(PROVIDED MATERIAL begins)
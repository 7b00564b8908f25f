//! One live data binding: a widget's snapshot, its polling task, and the
//! single in-flight fetch shared by every waiter.

use std::sync::{Arc, Mutex, PoisonError, RwLock};
use std::time::Duration;

use futures::future::{BoxFuture, FutureExt, Shared};
use pulseboard_core::extract::{classify, reading_point, SeriesHistory, SeriesPoint};
use pulseboard_core::types::WidgetId;
use pulseboard_core::{Widget, WidgetType};
use pulseboard_fetch::{fetch_with_retry, redact, request_url, FetchError, Fetcher, RetryPolicy};
use serde_json::Value;
use tokio::sync::{broadcast, watch};
use tokio::time::MissedTickBehavior;
use tokio_util::sync::CancellationToken;

use crate::events::EngineEvent;
use crate::snapshot::FetchSnapshot;

type InFlight = Shared<BoxFuture<'static, ()>>;

/// Floor for the poll period; a zero interval would spin.
const MIN_POLL_INTERVAL: Duration = Duration::from_secs(1);

/// Shared state of one binding. Owned by the engine and by its polling
/// task; a replaced or removed binding is cancelled and never written again.
pub(crate) struct BindingState {
    pub widget_id: WidgetId,
    /// Final request URL, or the reason the endpoint can't be fetched.
    request: Result<String, FetchError>,
    widget: RwLock<Widget>,
    snapshot: watch::Sender<FetchSnapshot>,
    history: Mutex<SeriesHistory>,
    in_flight: Mutex<Option<InFlight>>,
    cancel: CancellationToken,
    fetcher: Arc<dyn Fetcher>,
    retry: RetryPolicy,
    event_tx: broadcast::Sender<EngineEvent>,
}

impl BindingState {
    pub fn new(
        widget: Widget,
        fetcher: Arc<dyn Fetcher>,
        retry: RetryPolicy,
        history_capacity: usize,
        cancel: CancellationToken,
        event_tx: broadcast::Sender<EngineEvent>,
    ) -> Self {
        let request = request_url(&widget.api_config.endpoint, widget.api_config.params.as_ref());
        let (snapshot, _) = watch::channel(FetchSnapshot::default());
        Self {
            widget_id: widget.id.clone(),
            request,
            widget: RwLock::new(widget),
            snapshot,
            history: Mutex::new(SeriesHistory::new(history_capacity)),
            in_flight: Mutex::new(None),
            cancel,
            fetcher,
            retry,
            event_tx,
        }
    }

    // -- read side ----------------------------------------------------------

    pub fn widget(&self) -> Widget {
        self.widget
            .read()
            .unwrap_or_else(PoisonError::into_inner)
            .clone()
    }

    pub fn snapshot(&self) -> FetchSnapshot {
        self.snapshot.borrow().clone()
    }

    pub fn subscribe(&self) -> watch::Receiver<FetchSnapshot> {
        self.snapshot.subscribe()
    }

    pub fn history(&self) -> Vec<SeriesPoint> {
        self.history
            .lock()
            .unwrap_or_else(PoisonError::into_inner)
            .points()
    }

    /// Swap in presentation-only edits (title, mappings, type) without
    /// touching the snapshot. The rolling history is reset when the mapped
    /// fields change, since old points no longer describe the same value.
    pub fn update_widget(&self, widget: Widget) {
        let mut current = self.widget.write().unwrap_or_else(PoisonError::into_inner);
        if current.field_mappings != widget.field_mappings
            || current.widget_type != widget.widget_type
        {
            self.history
                .lock()
                .unwrap_or_else(PoisonError::into_inner)
                .clear();
        }
        *current = widget;
    }

    // -- fetching -----------------------------------------------------------

    /// Fetch now, or join the fetch already in flight.
    ///
    /// The fetch runs as its own task, so it completes and is applied even
    /// if every caller stops waiting. Returns once that fetch has been
    /// applied (or discarded because the binding was cancelled).
    pub async fn refresh(self: &Arc<Self>) {
        if self.is_stopped() {
            return;
        }
        let in_flight = {
            let mut slot = self.in_flight.lock().unwrap_or_else(PoisonError::into_inner);
            match slot.as_ref() {
                Some(shared) => {
                    tracing::trace!(widget_id = %self.widget_id, "Joining in-flight fetch");
                    shared.clone()
                }
                None => {
                    let handle = tokio::spawn(Arc::clone(self).fetch_and_apply());
                    let shared = handle.map(|_| ()).boxed().shared();
                    *slot = Some(shared.clone());
                    shared
                }
            }
        };
        in_flight.await;
    }

    async fn fetch_and_apply(self: Arc<Self>) {
        let outcome = match &self.request {
            Ok(url) => {
                self.snapshot.send_modify(FetchSnapshot::loading);
                tokio::select! {
                    _ = self.cancel.cancelled() => None,
                    result = fetch_with_retry(self.fetcher.as_ref(), url, &self.retry) => Some(result),
                }
            }
            Err(e) => Some(Err(e.clone())),
        };

        match outcome {
            Some(_) if self.cancel.is_cancelled() => {
                tracing::debug!(widget_id = %self.widget_id, "Discarding response for cancelled binding");
            }
            None => {
                tracing::debug!(widget_id = %self.widget_id, "Fetch abandoned, binding cancelled");
            }
            Some(Ok(value)) => self.apply_success(value),
            Some(Err(e)) => self.apply_failure(e),
        }

        self.in_flight
            .lock()
            .unwrap_or_else(PoisonError::into_inner)
            .take();
    }

    fn apply_success(&self, value: Value) {
        let at = chrono::Utc::now();
        let widget = self.widget();

        if widget.widget_type == WidgetType::Chart {
            if let Some(point) = reading_point(&value, &widget.field_mappings, at) {
                self.history
                    .lock()
                    .unwrap_or_else(PoisonError::into_inner)
                    .push(point);
            }
        }

        tracing::debug!(
            widget_id = %self.widget_id,
            shape = classify(&value, None).name(),
            "Snapshot updated",
        );
        self.snapshot.send_modify(|s| s.succeeded(value, at));
        let _ = self.event_tx.send(EngineEvent::SnapshotUpdated {
            widget_id: self.widget_id.clone(),
            at,
        });
    }

    fn apply_failure(&self, error: FetchError) {
        tracing::warn!(
            widget_id = %self.widget_id,
            kind = error.kind().as_str(),
            error = %error,
            "Fetch failed, keeping previous data",
        );
        let event = EngineEvent::FetchFailed {
            widget_id: self.widget_id.clone(),
            kind: error.kind(),
            message: error.to_string(),
        };
        self.snapshot.send_modify(|s| s.failed(error));
        let _ = self.event_tx.send(event);
    }

    /// Cancel polling and any in-flight fetch. Late results are discarded
    /// from here on.
    pub fn stop(&self) {
        self.cancel.cancel();
        self.in_flight
            .lock()
            .unwrap_or_else(PoisonError::into_inner)
            .take();
    }

    pub fn is_stopped(&self) -> bool {
        self.cancel.is_cancelled()
    }

    pub fn endpoint_for_log(&self) -> String {
        match &self.request {
            Ok(url) => redact(url).into_owned(),
            Err(_) => redact(&self.widget().api_config.endpoint).into_owned(),
        }
    }
}

/// Poll `state` immediately, then every `interval`, until cancelled.
pub(crate) async fn run_poll_loop(state: Arc<BindingState>, interval: Duration) {
    let mut ticker = tokio::time::interval(interval.max(MIN_POLL_INTERVAL));
    ticker.set_missed_tick_behavior(MissedTickBehavior::Delay);

    loop {
        tokio::select! {
            _ = state.cancel.cancelled() => break,
            _ = ticker.tick() => {}
        }
        tracing::trace!(widget_id = %state.widget_id, "Poll tick");
        tokio::select! {
            _ = state.cancel.cancelled() => break,
            _ = state.refresh() => {}
        }
    }

    tracing::debug!(widget_id = %state.widget_id, "Poll loop exited");
}
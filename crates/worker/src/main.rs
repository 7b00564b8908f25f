//! Headless dashboard worker.
//!
//! Loads the persisted widget collection, keeps every widget's data fresh
//! through the binding engine, and logs each widget as its data changes.

use std::sync::Arc;
use std::time::Duration;

use anyhow::Context;
use pulseboard_core::extract::Rendered;
use pulseboard_engine::{BindingEngine, EngineEvent, WidgetView};
use pulseboard_fetch::{FetchClient, Fetcher};
use pulseboard_store::{JsonFileStorage, WidgetStore};
use tokio::sync::broadcast::error::RecvError;
use tokio_util::sync::CancellationToken;
use tracing_subscriber::{layer::SubscriberExt, util::SubscriberInitExt};

mod config;

use config::WorkerConfig;

#[tokio::main]
async fn main() -> anyhow::Result<()> {
    dotenvy::dotenv().ok();

    tracing_subscriber::registry()
        .with(
            tracing_subscriber::EnvFilter::try_from_default_env()
                .unwrap_or_else(|_| "pulseboard_worker=info,pulseboard_engine=info".into()),
        )
        .with(tracing_subscriber::fmt::layer())
        .init();

    let config = WorkerConfig::from_env();
    tracing::info!(
        store_dir = %config.store_dir.display(),
        store_key = %config.store_key,
        request_timeout_secs = config.fetch.request_timeout.as_secs(),
        secrets = ?config.configured_secrets(),
        "Loaded worker configuration",
    );

    tokio::fs::create_dir_all(&config.store_dir)
        .await
        .with_context(|| format!("Failed to create store dir {}", config.store_dir.display()))?;
    let backend = Arc::new(JsonFileStorage::new(&config.store_dir));
    let store = Arc::new(WidgetStore::open(backend, config.store_key.clone()).await);
    if store.is_empty() {
        tracing::warn!("No widgets configured, waiting for the collection to change");
    }

    let fetcher: Arc<dyn Fetcher> = Arc::new(FetchClient::new(&config.fetch));
    let engine = BindingEngine::new(fetcher, config.engine.clone());

    let cancel = CancellationToken::new();

    let follow_handle = tokio::spawn({
        let engine = Arc::clone(&engine);
        let store = Arc::clone(&store);
        let cancel = cancel.clone();
        async move { engine.follow(&store, cancel).await }
    });

    let log_handle = tokio::spawn(log_updates(Arc::clone(&engine), cancel.clone()));
    let signal_handle = tokio::spawn(cancel_on_signal(cancel.clone()));

    cancel.cancelled().await;

    // --- Shutdown ---
    if let Ok(Err(e)) = signal_handle.await {
        tracing::error!(error = %e, "Signal listener failed");
    }
    let _ = tokio::time::timeout(Duration::from_secs(5), follow_handle).await;
    let _ = tokio::time::timeout(Duration::from_secs(5), log_handle).await;
    engine.shutdown().await;

    tracing::info!("Graceful shutdown complete");
    Ok(())
}

/// Log a one-line summary of every widget whose data changed.
async fn log_updates(engine: Arc<BindingEngine>, cancel: CancellationToken) {
    let mut rx = engine.events();
    loop {
        let event = tokio::select! {
            _ = cancel.cancelled() => break,
            received = rx.recv() => match received {
                Ok(event) => event,
                Err(RecvError::Lagged(skipped)) => {
                    tracing::warn!(skipped, "Engine events lagged");
                    continue;
                }
                Err(RecvError::Closed) => break,
            },
        };

        match &event {
            EngineEvent::SnapshotUpdated { widget_id, .. } => {
                if let Some(view) = engine.view(widget_id).await {
                    tracing::info!(
                        widget_id = %view.widget_id,
                        title = %view.title,
                        data = %summarize(&view),
                        "Widget updated",
                    );
                    tracing::debug!(
                        view = %serde_json::to_string(&view).unwrap_or_default(),
                        "Widget view",
                    );
                }
            }
            EngineEvent::FetchFailed {
                widget_id,
                kind,
                message,
            } => {
                tracing::warn!(widget_id = %widget_id, kind = kind.as_str(), error = %message, "Widget fetch failed");
            }
            EngineEvent::BindingStarted { .. } | EngineEvent::BindingRemoved { .. } => {}
        }
    }
}

fn summarize(view: &WidgetView) -> String {
    match &view.rendered {
        None => "no data".to_string(),
        Some(Rendered::Card(cells)) => cells
            .iter()
            .map(|c| format!("{}={}", c.label, c.display))
            .collect::<Vec<_>>()
            .join(", "),
        Some(Rendered::Table(rows)) => format!("{} rows", rows.len()),
        Some(Rendered::Chart(points)) => match points.last() {
            Some(last) => format!("{} points, latest {} at {}", points.len(), last.y, last.x),
            None => "0 points".to_string(),
        },
    }
}

/// Cancel `shutdown` on the first SIGINT (Ctrl-C) or SIGTERM.
///
/// Also cancels if a handler can't be installed, so the worker never runs
/// without a way to stop. Returns as soon as `shutdown` is cancelled
/// elsewhere.
async fn cancel_on_signal(shutdown: CancellationToken) -> anyhow::Result<()> {
    let result = wait_for_signal(&shutdown).await;
    shutdown.cancel();
    result
}

async fn wait_for_signal(shutdown: &CancellationToken) -> anyhow::Result<()> {
    tokio::select! {
        _ = shutdown.cancelled() => {}
        result = tokio::signal::ctrl_c() => {
            result.context("Failed to listen for Ctrl-C")?;
            tracing::info!("Received SIGINT (Ctrl-C), starting graceful shutdown");
        }
        result = terminate_signal() => {
            result?;
            tracing::info!("Received SIGTERM, starting graceful shutdown");
        }
    }
    Ok(())
}

#[cfg(unix)]
async fn terminate_signal() -> anyhow::Result<()> {
    use tokio::signal::unix::{signal, SignalKind};

    let mut sigterm = signal(SignalKind::terminate()).context("Failed to install SIGTERM handler")?;
    sigterm.recv().await;
    Ok(())
}

#[cfg(not(unix))]
async fn terminate_signal() -> anyhow::Result<()> {
    std::future::pending().await
}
(PROVIDED MATERIAL ends)
Extract, exactly, the lines above that begin at the line containing "#[cfg(unix)]" and end at the final line of the records; add no other text.

### RESULT OF THE TASK
#[cfg(unix)]
async fn terminate_signal() -> anyhow::Result<()> {
    use tokio::signal::unix::{signal, SignalKind};

    let mut sigterm = signal(SignalKind::terminate()).context("Failed to install SIGTERM handler")?;
    sigterm.recv().await;
    Ok(())
}

#[cfg(not(unix))]
async fn terminate_signal() -> anyhow::Result<()> {
    std::future::pending().await
}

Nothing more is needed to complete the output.